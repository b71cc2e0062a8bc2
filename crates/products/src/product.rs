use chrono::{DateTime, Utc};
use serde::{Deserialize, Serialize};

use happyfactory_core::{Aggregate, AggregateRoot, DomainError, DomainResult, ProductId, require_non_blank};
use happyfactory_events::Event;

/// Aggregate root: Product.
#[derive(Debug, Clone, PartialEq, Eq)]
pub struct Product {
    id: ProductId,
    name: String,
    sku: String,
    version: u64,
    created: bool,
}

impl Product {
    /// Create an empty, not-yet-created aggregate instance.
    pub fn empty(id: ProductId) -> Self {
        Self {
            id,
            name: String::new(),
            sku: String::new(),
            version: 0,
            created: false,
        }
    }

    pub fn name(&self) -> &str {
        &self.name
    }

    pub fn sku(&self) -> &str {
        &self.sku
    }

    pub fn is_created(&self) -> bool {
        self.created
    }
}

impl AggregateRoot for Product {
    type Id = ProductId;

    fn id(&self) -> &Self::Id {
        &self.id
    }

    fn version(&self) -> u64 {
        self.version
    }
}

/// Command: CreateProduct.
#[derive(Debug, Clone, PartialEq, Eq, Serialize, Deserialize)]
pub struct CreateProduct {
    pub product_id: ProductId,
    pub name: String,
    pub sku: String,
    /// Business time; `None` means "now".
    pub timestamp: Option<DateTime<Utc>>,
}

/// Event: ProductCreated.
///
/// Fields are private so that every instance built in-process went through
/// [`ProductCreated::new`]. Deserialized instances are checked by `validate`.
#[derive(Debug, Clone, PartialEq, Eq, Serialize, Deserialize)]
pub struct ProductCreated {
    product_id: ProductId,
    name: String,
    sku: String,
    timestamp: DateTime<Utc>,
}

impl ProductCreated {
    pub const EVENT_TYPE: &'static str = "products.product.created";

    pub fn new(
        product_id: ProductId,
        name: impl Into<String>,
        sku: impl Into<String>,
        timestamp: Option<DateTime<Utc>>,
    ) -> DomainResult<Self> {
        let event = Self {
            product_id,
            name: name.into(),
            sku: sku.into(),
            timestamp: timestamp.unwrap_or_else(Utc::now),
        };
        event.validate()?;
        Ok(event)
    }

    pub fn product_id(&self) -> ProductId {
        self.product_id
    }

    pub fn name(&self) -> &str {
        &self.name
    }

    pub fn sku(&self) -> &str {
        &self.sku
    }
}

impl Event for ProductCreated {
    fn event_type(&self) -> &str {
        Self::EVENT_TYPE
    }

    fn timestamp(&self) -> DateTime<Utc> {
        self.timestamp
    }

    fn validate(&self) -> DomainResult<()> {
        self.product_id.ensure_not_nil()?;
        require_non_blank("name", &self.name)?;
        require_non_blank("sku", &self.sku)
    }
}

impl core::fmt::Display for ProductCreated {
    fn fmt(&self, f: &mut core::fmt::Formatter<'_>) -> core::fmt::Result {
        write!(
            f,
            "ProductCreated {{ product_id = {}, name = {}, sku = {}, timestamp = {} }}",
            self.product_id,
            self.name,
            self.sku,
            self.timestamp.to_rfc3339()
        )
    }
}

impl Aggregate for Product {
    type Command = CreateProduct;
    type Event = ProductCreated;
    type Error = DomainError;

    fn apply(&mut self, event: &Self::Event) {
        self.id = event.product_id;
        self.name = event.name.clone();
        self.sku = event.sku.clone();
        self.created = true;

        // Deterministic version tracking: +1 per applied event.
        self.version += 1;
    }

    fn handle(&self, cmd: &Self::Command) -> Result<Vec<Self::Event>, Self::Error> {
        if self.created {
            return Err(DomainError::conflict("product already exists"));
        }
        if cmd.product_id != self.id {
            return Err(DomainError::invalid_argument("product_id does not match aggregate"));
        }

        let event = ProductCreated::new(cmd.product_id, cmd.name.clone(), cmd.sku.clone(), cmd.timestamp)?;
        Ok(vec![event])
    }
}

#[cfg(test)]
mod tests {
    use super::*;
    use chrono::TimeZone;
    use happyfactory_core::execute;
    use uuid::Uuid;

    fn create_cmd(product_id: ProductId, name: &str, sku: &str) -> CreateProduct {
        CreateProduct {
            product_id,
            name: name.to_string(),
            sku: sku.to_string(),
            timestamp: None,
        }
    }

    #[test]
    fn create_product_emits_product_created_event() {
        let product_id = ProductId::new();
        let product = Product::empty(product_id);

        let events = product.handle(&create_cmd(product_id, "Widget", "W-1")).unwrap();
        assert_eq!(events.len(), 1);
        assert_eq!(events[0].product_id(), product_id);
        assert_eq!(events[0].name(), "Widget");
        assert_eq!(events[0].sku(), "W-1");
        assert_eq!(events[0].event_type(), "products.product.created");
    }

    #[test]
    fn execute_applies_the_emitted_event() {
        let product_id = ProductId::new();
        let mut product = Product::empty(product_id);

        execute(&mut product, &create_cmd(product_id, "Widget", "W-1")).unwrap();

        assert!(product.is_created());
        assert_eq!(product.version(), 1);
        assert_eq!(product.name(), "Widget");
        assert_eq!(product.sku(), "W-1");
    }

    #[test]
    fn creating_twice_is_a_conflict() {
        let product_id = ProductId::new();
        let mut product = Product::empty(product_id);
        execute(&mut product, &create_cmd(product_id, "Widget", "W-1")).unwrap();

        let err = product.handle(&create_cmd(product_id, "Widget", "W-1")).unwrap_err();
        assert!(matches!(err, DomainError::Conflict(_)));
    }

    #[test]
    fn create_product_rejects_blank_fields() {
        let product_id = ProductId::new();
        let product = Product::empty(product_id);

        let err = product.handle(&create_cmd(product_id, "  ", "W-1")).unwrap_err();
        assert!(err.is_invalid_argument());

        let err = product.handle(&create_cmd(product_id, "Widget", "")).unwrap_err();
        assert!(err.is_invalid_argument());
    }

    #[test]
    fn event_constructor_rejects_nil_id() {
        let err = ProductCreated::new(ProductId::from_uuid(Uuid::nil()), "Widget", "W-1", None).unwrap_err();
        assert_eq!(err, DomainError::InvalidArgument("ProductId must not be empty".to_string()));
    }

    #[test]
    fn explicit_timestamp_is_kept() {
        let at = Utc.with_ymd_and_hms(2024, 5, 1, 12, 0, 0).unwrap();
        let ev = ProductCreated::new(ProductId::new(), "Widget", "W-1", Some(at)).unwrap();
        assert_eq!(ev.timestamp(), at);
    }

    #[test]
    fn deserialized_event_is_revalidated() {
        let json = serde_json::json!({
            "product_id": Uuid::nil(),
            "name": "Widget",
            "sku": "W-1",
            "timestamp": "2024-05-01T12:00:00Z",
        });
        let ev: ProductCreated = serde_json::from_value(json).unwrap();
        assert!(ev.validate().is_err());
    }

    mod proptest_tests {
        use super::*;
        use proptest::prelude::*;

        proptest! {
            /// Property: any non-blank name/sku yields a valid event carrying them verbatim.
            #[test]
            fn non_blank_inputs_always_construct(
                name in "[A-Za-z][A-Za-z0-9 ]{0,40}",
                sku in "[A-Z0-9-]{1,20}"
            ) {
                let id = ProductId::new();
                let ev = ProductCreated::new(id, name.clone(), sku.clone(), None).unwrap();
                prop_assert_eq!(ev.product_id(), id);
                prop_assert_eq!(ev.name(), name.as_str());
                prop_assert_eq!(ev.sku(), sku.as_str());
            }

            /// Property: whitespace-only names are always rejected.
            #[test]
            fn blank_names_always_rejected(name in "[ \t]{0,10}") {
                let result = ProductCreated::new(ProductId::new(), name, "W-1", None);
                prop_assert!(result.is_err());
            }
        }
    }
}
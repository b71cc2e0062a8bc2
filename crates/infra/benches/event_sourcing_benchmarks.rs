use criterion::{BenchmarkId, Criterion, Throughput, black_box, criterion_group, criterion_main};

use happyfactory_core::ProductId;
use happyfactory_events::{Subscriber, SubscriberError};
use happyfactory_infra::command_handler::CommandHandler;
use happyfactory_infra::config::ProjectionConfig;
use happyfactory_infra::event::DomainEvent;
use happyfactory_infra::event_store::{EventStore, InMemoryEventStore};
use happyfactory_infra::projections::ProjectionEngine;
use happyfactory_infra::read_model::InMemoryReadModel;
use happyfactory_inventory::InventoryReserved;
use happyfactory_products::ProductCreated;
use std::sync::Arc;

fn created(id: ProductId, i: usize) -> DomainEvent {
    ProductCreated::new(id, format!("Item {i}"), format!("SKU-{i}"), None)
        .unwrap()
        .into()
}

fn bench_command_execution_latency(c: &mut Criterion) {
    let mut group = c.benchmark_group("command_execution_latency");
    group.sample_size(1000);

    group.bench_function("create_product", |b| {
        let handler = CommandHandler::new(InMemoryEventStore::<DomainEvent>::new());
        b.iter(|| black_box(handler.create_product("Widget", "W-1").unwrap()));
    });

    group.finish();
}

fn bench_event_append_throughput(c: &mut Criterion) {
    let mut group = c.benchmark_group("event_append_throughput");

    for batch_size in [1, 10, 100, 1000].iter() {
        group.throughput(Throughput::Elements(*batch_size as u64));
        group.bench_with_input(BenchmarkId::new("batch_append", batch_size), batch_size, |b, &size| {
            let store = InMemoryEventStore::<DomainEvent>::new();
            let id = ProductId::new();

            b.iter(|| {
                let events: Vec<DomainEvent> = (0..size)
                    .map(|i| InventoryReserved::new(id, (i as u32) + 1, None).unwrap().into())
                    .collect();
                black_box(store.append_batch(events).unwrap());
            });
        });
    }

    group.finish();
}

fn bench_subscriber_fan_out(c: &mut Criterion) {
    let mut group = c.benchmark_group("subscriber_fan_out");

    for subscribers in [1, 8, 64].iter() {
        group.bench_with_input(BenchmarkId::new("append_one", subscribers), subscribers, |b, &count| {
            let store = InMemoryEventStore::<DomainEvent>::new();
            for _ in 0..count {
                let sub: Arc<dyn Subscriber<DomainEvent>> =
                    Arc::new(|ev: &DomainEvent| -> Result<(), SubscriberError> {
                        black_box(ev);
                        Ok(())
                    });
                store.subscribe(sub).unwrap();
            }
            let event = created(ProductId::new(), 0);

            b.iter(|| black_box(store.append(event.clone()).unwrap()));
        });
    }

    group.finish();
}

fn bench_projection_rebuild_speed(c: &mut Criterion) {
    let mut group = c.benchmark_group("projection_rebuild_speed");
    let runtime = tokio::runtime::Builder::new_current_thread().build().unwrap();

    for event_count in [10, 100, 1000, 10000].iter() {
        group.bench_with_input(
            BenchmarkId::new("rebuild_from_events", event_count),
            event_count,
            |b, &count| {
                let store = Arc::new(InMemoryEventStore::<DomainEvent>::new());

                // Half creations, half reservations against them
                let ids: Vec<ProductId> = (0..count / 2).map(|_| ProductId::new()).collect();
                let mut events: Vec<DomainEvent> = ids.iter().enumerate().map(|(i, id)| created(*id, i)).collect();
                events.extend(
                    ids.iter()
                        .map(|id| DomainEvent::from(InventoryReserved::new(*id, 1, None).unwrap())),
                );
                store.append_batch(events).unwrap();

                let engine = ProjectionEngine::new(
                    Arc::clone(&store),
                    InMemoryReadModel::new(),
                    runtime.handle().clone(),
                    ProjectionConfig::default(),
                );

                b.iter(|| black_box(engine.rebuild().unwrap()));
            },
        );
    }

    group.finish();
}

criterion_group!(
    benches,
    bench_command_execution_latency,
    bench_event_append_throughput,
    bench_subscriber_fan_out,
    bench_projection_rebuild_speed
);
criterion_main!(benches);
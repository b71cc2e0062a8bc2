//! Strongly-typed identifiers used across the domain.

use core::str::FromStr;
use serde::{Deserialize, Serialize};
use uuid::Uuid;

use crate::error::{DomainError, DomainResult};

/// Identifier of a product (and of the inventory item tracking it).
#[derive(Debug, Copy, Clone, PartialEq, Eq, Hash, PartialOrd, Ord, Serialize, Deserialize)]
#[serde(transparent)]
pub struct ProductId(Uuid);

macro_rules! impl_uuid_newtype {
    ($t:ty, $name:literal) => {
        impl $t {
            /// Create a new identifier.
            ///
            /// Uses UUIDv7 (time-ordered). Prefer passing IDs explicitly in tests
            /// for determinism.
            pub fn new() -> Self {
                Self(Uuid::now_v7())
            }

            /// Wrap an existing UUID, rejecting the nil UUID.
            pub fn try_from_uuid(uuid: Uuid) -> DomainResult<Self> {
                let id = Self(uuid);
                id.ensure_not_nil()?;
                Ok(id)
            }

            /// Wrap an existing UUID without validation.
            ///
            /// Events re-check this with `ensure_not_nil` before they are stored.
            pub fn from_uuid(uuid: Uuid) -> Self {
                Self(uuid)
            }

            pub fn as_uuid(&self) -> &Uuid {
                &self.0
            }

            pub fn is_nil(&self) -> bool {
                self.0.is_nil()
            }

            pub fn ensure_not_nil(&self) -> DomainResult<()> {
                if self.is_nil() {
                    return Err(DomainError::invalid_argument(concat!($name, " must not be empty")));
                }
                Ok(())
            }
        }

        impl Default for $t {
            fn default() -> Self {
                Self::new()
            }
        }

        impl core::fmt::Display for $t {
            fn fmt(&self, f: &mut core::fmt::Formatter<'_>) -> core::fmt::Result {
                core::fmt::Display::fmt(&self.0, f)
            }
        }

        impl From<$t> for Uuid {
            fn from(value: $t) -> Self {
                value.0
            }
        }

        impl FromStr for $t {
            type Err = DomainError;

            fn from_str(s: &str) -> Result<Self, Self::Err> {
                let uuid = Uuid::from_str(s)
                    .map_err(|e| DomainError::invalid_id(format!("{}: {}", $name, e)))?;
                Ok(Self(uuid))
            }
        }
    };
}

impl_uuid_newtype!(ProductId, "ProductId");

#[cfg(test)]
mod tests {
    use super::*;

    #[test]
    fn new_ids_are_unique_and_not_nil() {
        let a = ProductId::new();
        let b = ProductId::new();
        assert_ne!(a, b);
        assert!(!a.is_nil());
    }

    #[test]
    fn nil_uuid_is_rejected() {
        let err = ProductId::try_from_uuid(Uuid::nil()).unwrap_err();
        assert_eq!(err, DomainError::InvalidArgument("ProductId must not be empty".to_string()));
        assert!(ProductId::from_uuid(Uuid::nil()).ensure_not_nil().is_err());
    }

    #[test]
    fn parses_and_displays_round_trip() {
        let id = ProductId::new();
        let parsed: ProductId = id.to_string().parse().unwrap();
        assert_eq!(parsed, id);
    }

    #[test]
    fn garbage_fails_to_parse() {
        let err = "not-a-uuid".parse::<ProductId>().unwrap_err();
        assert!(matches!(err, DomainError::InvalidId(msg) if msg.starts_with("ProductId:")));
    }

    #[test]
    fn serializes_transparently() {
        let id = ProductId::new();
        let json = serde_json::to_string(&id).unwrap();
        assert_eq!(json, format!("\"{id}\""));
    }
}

= = =

DIRECTIONS FOR THIS TASK:
Which lines of the entries contain "BenchmarkId"? Count them and write only the number.

TASK SOLUTION:
4